“La cupola delle toghe”

“Scaricammo De Magistris solo con l’ok del Quirinale”

Il libro - Le rivelazioni di Palamara, il magistrato radiato: “La scelta sull’ex pm di Catanzaro condivisa con D’Ambrosio” (morto nel 2012)

26 Gennaio 2021

Il “sistema”. Lo chiama così, Luca Palamara, intervistato dal direttore de Il Giornale Alessandro Sallusti. Il riferimento è a quella fetta di magistratura che da decenni gestisce il potere, che gioca le sue mosse all’interno e ne riverbera i riflessi all’esterno, che in più di un’occasione Palamara definisce una “cupola”. Da oggi in libreria, il volume edito da Rizzoli – Il Sistema – potere, politica, affari: storia segreta della magistratura italiana – getterà altra benzina sul già aspro dibattito che infiamma la magistratura.

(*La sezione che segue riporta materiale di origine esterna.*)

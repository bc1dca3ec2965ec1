use crate::errors::TrainError;
use crate::inference::{backward, inference, likelihood};
use crate::instance::Instance;
use crate::model::Model;
use crossbeam_channel::bounded;
use log::{debug, info, warn};
use rayon::{ThreadPool, ThreadPoolBuilder};
use std::time::Instant;

/// Default worker count: every core but one, which is left to the aggregator.
pub fn default_workers() -> usize {
    num_cpus::get().saturating_sub(1).max(1)
}

/// Runs EM rounds over a corpus on a fixed pool of workers.
///
/// Each round is a map-reduce: workers take instances round-robin by index
/// and send their results over one bounded channel to a single aggregator,
/// which is the only code touching the round's result.
pub struct ParallelTrainer {
    pool: ThreadPool,
    workers: usize,
    channel_capacity: usize,
}

impl ParallelTrainer {
    pub fn new() -> Result<Self, TrainError> {
        Self::with_workers(default_workers())
    }

    pub fn with_workers(workers: usize) -> Result<Self, TrainError> {
        let workers = workers.max(1);
        let pool = ThreadPoolBuilder::new()
            .num_threads(workers)
            .thread_name(|i| format!("em-worker-{}", i))
            .build()?;
        info!("Initializing ParallelTrainer with {} workers", workers);
        Ok(Self {
            pool,
            workers,
            channel_capacity: workers,
        })
    }

    /// Bound on results waiting for the aggregator.
    pub fn with_channel_capacity(mut self, capacity: usize) -> Self {
        self.channel_capacity = capacity;
        self
    }

    pub fn workers(&self) -> usize {
        self.workers
    }

    /// Maps every instance on the worker pool and folds the results on one
    /// aggregator thread. Returns only after the aggregator has folded every
    /// result and handed its accumulator back.
    fn map_reduce<T, R, M, F>(
        &self,
        corpus: &[Instance],
        map: M,
        init: R,
        mut fold: F,
    ) -> Result<R, TrainError>
    where
        T: Send,
        R: Send,
        M: Fn(&Instance) -> T + Sync,
        F: FnMut(&mut R, T) + Send,
    {
        let workers = self.workers;
        let (tx, rx) = bounded::<T>(self.channel_capacity);
        let (done_tx, done_rx) = bounded::<R>(1);

        std::thread::scope(|s| {
            let aggregator = s.spawn(move || {
                let mut acc = init;
                for item in rx.iter() {
                    fold(&mut acc, item);
                }
                // The receiver is gone only if the caller already gave up.
                let _ = done_tx.send(acc);
            });

            let map = &map;
            self.pool.scope(|ps| {
                for worker in 0..workers {
                    let tx = tx.clone();
                    ps.spawn(move |_| {
                        for (i, inst) in corpus.iter().enumerate() {
                            if i % workers != worker {
                                continue;
                            }
                            if tx.send(map(inst)).is_err() {
                                break;
                            }
                        }
                    });
                }
            });
            drop(tx);

            // Joining here keeps an aggregator panic from re-raising out of the scope.
            aggregator.join().map_err(|_| TrainError::AggregatorLost)?;
            done_rx.recv().map_err(|_| TrainError::AggregatorLost)
        })
    }

    /// One EM round: re-estimates a fresh model from posteriors computed
    /// against `baseline`.
    pub fn epoch(
        &self,
        corpus: &[Instance],
        n: usize,
        c: usize,
        baseline: &Model,
    ) -> Result<Model, TrainError> {
        let start = Instant::now();
        let estimate = self.map_reduce(
            corpus,
            |inst| {
                let beta = backward(inst, baseline);
                inference(inst, baseline, &beta)
            },
            Model::new(n, c),
            |model, stats| model.update(&stats),
        )?;
        debug!(
            "Epoch over {} instances finished in {:.2?}",
            corpus.len(),
            start.elapsed()
        );
        Ok(estimate)
    }

    /// Total log-likelihood of the corpus. NaN if any instance has no time
    /// steps, since its likelihood is undefined.
    pub fn log_l(&self, corpus: &[Instance], model: &Model) -> Result<f64, TrainError> {
        let (logl, undefined) = self.map_reduce(
            corpus,
            |inst| likelihood(inst, model),
            (0.0_f64, 0_usize),
            |(logl, undefined), l| match l {
                Some(l) => *logl += l.ln(),
                None => {
                    *logl = f64::NAN;
                    *undefined += 1;
                }
            },
        )?;
        if undefined > 0 {
            warn!(
                "{} zero-length instance(s) have undefined likelihood; log-likelihood is NaN",
                undefined
            );
        }
        Ok(logl)
    }
}

#[cfg(test)]
mod tests {
    use super::*;

    #[test]
    fn test_default_workers_positive() {
        assert!(default_workers() >= 1);
    }

    #[test]
    fn test_zero_workers_clamped() {
        let trainer = ParallelTrainer::with_workers(0).unwrap();
        assert_eq!(trainer.workers(), 1);
    }

    #[test]
    fn test_map_reduce_sees_every_instance_once() {
        let corpus: Vec<Instance> = (0..37)
            .map(|k| Instance::new(vec![vec![Default::default()]], &[k]))
            .collect();
        let trainer = ParallelTrainer::with_workers(4)
            .unwrap()
            .with_channel_capacity(1);

        let lengths = trainer
            .map_reduce(&corpus, |inst| inst.t(), Vec::new(), |acc, t| acc.push(t))
            .unwrap();

        let mut sorted = lengths.clone();
        sorted.sort_unstable();
        assert_eq!(sorted, (0..37).collect::<Vec<_>>());
    }

    #[test]
    fn test_failed_aggregator_is_reported() {
        let corpus: Vec<Instance> = (1..9)
            .map(|k| Instance::new(vec![vec![Default::default()]], &[k]))
            .collect();
        let trainer = ParallelTrainer::with_workers(3).unwrap();

        let result = trainer.map_reduce(
            &corpus,
            |inst| inst.t(),
            0usize,
            |_, _| panic!("aggregator failed"),
        );

        assert!(matches!(result, Err(TrainError::AggregatorLost)));
    }

    #[test]
    fn test_log_l_empty_corpus_is_zero() {
        let trainer = ParallelTrainer::with_workers(2).unwrap();
        let model = Model::new(2, 1);
        assert_eq!(trainer.log_l(&[], &model).unwrap(), 0.0);
    }

    #[test]
    fn test_log_l_zero_length_instance_is_nan() {
        let trainer = ParallelTrainer::with_workers(2).unwrap();
        let model = Model::new(2, 1);
        let corpus = vec![Instance::from_sequence(Vec::new())];
        assert!(trainer.log_l(&corpus, &model).unwrap().is_nan());
    }
}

Molti i dettagli inediti – Palamara ricevuto per esempio dal premier Berlusconi a Palazzo Grazioli – che toccano le stagioni dei governi di centrodestra e centrosinistra. L’ex pm non perde occasione per spiegare che il potere correntizio – ma non solo – che ha gestito e frequentato per circa 15 anni ha usato due pesi e due misure: mano pesante con la destra targata B., leggera con il centrosinistra. Come nel 2006, quando c’era Romano Prodi al governo e Luigi de Magistris, pm a Catanzaro, creava imbarazzi alla maggioranza con le sue inchieste. La storia è nota: a De Magistris furono avocate le inchieste, fu punito disciplinarmente, e i pm di Salerno che indagarono sulla sua vicenda – Gabriella Nuzzi, Dionigio Verasani, con il procuratore capo Luigi Apicella – subirono dal Csm la stessa sorte. “De Magistris – chiede Sallusti – andava fermato?” . “Diciamo – risponde Palamara – che la decisione è di provare ad arginarlo, il ‘sistema’non può permettersi una cosa del genere (…)”. “Detto più chiaramente – continua Sallusti – voi lo scaricate e il presidente Napolitano approva?” “Lo scarichiamo – risponde Palamara – e condividiamo questa scelta con il Quirinale tramite il compianto Loris D’Ambrosio (che è scomparso, non può smentire né confermare, ndr), il mio riferimento al Colle…”. Poi aggiunge: “Ci furono pressioni politiche per scaricare De Magistris perché quell’inchiesta andava a colpire un governo di sinistra? Il governo era di sinistra, il mio sistema di riferimento anche, lascio a voi le conclusioni”. E sul gip Clementina Forleo, che all’epoca a Milano si occupava del caso Unipol e finì sotto procedimento disciplinare, Palamara dice: “Io capisco che non abbiamo scelta (…) va rimossa”.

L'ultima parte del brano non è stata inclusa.